Recorded data Start Marker

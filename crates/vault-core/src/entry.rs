//! Entries and their edit history

use chrono::{DateTime, Duration, Utc};
use serde::{Deserialize, Serialize};
use uuid::Uuid;

use crate::field::{Field, FieldValue, FIELD_NOTES, FIELD_PASSWORD, FIELD_TITLE, FIELD_URL, FIELD_USERNAME};
use crate::times;

/// An immutable snapshot of an entry's fields, taken before a destructive
/// edit. Ordered by timestamp within [`Entry::history`].
#[derive(Debug, Clone, PartialEq, Serialize, Deserialize)]
pub struct EntrySnapshot {
    /// Modification time of the state this snapshot captured
    pub timestamp: DateTime<Utc>,
    pub fields: Vec<Field>,
}

/// A credential entry
///
/// Fields are an ordered, name-unique sequence. Editing a field pushes the
/// prior state into history first; history is append-only and never
/// rewritten by later edits.
#[derive(Debug, Clone, PartialEq, Serialize, Deserialize)]
pub struct Entry {
    /// Unique identifier, stable across saves and syncs
    pub uuid: Uuid,
    /// UUID of the owning group
    pub parent_group: Option<Uuid>,
    fields: Vec<Field>,
    history: Vec<EntrySnapshot>,
    /// Icon ID
    pub icon_id: Option<u32>,
    /// Creation time
    pub created: DateTime<Utc>,
    /// Last modification time
    pub modified: DateTime<Utc>,
    /// Last access time
    pub accessed: DateTime<Utc>,
    /// Expiry time (if set)
    pub expires: Option<DateTime<Utc>>,
    /// Whether expiry is enabled
    pub expires_enabled: bool,
    /// Unrecognized container tags carried through load/save
    #[serde(default, skip)]
    pub unknown_fields: Vec<(u8, Vec<u8>)>,
}

impl Entry {
    /// Create a new entry with the given title
    pub fn new(title: impl Into<String>) -> Self {
        let now = times::now();
        Self {
            uuid: Uuid::new_v4(),
            parent_group: None,
            fields: vec![Field::new(FIELD_TITLE, title.into())],
            history: Vec::new(),
            icon_id: None,
            created: now,
            modified: now,
            accessed: now,
            expires: None,
            expires_enabled: false,
            unknown_fields: Vec::new(),
        }
    }

    /// Ordered fields
    pub fn fields(&self) -> &[Field] {
        &self.fields
    }

    /// Look up a field value by name
    pub fn field(&self, name: &str) -> Option<&FieldValue> {
        self.fields.iter().find(|f| f.name == name).map(|f| &f.value)
    }

    /// The Title field, or an empty string
    pub fn title(&self) -> &str {
        self.field(FIELD_TITLE).and_then(FieldValue::as_text).unwrap_or("")
    }

    /// Set or replace a field value.
    ///
    /// The prior state of the entry is pushed into history first; the edit
    /// itself is destructive to current state only. No-op if the value is
    /// unchanged.
    pub fn set_field(&mut self, name: impl Into<String>, value: FieldValue) {
        let name = name.into();
        if self.field(&name) == Some(&value) {
            return;
        }
        self.push_current_to_history();
        match self.fields.iter_mut().find(|f| f.name == name) {
            Some(field) => field.value = value,
            None => self.fields.push(Field::new(name, value)),
        }
        self.touch_modified();
    }

    /// Remove a field. Returns false if it did not exist.
    pub fn remove_field(&mut self, name: &str) -> bool {
        let Some(pos) = self.fields.iter().position(|f| f.name == name) else {
            return false;
        };
        self.push_current_to_history();
        self.fields.remove(pos);
        self.touch_modified();
        true
    }

    /// Toggle auto-fill matching for a field
    pub fn set_auto_fill(&mut self, name: &str, auto_fill: bool) -> bool {
        match self.fields.iter_mut().find(|f| f.name == name) {
            Some(field) => {
                field.auto_fill = auto_fill;
                true
            }
            None => false,
        }
    }

    /// Prior states, oldest first
    pub fn history(&self) -> &[EntrySnapshot] {
        &self.history
    }

    /// Append a snapshot, keeping history ordered by timestamp and
    /// de-duplicated by timestamp. Existing snapshots are never replaced.
    pub fn push_snapshot(&mut self, snapshot: EntrySnapshot) {
        if self.history.iter().any(|s| s.timestamp == snapshot.timestamp) {
            return;
        }
        let pos = self
            .history
            .partition_point(|s| s.timestamp < snapshot.timestamp);
        self.history.insert(pos, snapshot);
    }

    /// Union another history sequence into this one (sync merge path)
    pub fn union_history(&mut self, other: &[EntrySnapshot]) {
        for snapshot in other {
            self.push_snapshot(snapshot.clone());
        }
    }

    /// Check if this entry has expired
    pub fn is_expired(&self) -> bool {
        if !self.expires_enabled {
            return false;
        }
        self.expires.map(|exp| exp < Utc::now()).unwrap_or(false)
    }

    /// Update the accessed timestamp
    pub fn touch(&mut self) {
        self.accessed = times::now();
    }

    fn push_current_to_history(&mut self) {
        let snapshot = EntrySnapshot {
            timestamp: self.modified,
            fields: self.fields.clone(),
        };
        self.push_snapshot(snapshot);
    }

    /// Bump the modification time, strictly monotonic per entry so each
    /// edit gets a distinct history timestamp.
    fn touch_modified(&mut self) {
        let bumped = self.modified + Duration::microseconds(1);
        self.modified = times::now().max(bumped);
    }

    /// Codec path: install fields without recording history
    pub(crate) fn set_fields_raw(&mut self, fields: Vec<Field>) {
        self.fields = fields;
    }

    /// Codec path: install history without ordering checks on each push
    pub(crate) fn set_history_raw(&mut self, mut history: Vec<EntrySnapshot>) {
        history.sort_by_key(|s| s.timestamp);
        history.dedup_by_key(|s| s.timestamp);
        self.history = history;
    }
}

/// Builder for creating entries; sets fields directly without recording
/// construction as edit history.
pub struct EntryBuilder {
    entry: Entry,
}

impl EntryBuilder {
    pub fn new(title: impl Into<String>) -> Self {
        Self {
            entry: Entry::new(title),
        }
    }

    pub fn username(self, username: impl Into<String>) -> Self {
        self.field(FIELD_USERNAME, FieldValue::Text(username.into()))
    }

    pub fn password(self, password: &str) -> Self {
        self.field(FIELD_PASSWORD, FieldValue::protected(password))
    }

    pub fn url(self, url: impl Into<String>) -> Self {
        self.field(FIELD_URL, FieldValue::Text(url.into()))
    }

    pub fn notes(self, notes: impl Into<String>) -> Self {
        self.field(FIELD_NOTES, FieldValue::Text(notes.into()))
    }

    pub fn field(mut self, name: impl Into<String>, value: FieldValue) -> Self {
        let name = name.into();
        match self.entry.fields.iter_mut().find(|f| f.name == name) {
            Some(field) => field.value = value,
            None => self.entry.fields.push(Field::new(name, value)),
        }
        self
    }

    pub fn auto_fill(mut self, name: &str) -> Self {
        self.entry.set_auto_fill(name, true);
        self
    }

    pub fn parent_group(mut self, group_uuid: Uuid) -> Self {
        self.entry.parent_group = Some(group_uuid);
        self
    }

    pub fn expires(mut self, expires: DateTime<Utc>) -> Self {
        self.entry.expires = Some(expires);
        self.entry.expires_enabled = true;
        self
    }

    pub fn build(self) -> Entry {
        self.entry
    }
}
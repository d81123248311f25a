//! Types for merge operations

use serde::{Deserialize, Serialize};
use thiserror::Error;
use uuid::Uuid;

/// Which replica a resolved object came from
#[derive(Debug, Clone, Copy, PartialEq, Eq, Serialize, Deserialize)]
pub enum Side {
    /// The current/local replica
    Local,
    /// The incoming/remote replica
    Remote,
}

/// Counters describing what a merge did
#[derive(Debug, Clone, Default, PartialEq, Eq, Serialize, Deserialize)]
pub struct MergeStats {
    /// Entries that existed on one side only and were carried over
    pub entries_added: usize,
    /// Entries present on both sides where the newer version won
    pub entries_resolved: usize,
    /// Entries removed because a deletion won over the surviving side
    pub entries_deleted: usize,
    /// Groups that existed on one side only and were carried over
    pub groups_added: usize,
    /// Groups removed because a deletion won
    pub groups_deleted: usize,
    /// Deletions discarded because an edit was newer than the tombstone
    pub tombstones_discarded: usize,
}

impl MergeStats {
    /// True when the merge changed nothing relative to the local replica
    pub fn is_noop(&self) -> bool {
        *self == Self::default()
    }
}

/// Errors a merge can report
#[derive(Error, Debug)]
pub enum MergeError {
    /// The two databases are not replicas of each other
    #[error("databases do not share an identity: {local} vs {remote}")]
    DatabaseMismatch { local: Uuid, remote: Uuid },

    /// A conflict the resolution policy could not settle automatically.
    /// The timestamp-then-digest ordering is total, so this is never
    /// produced by the current policy.
    #[error("merge conflict could not be resolved automatically: {0}")]
    ConflictUnresolved(Uuid),

    /// The merged object graph failed to reassemble
    #[error(transparent)]
    Core(#[from] vault_core::Error),
}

Recorded data End Marker

For the string "None", count the lines of the preceding listing in which it appears, and report the count alone.

*Finished exercise*
6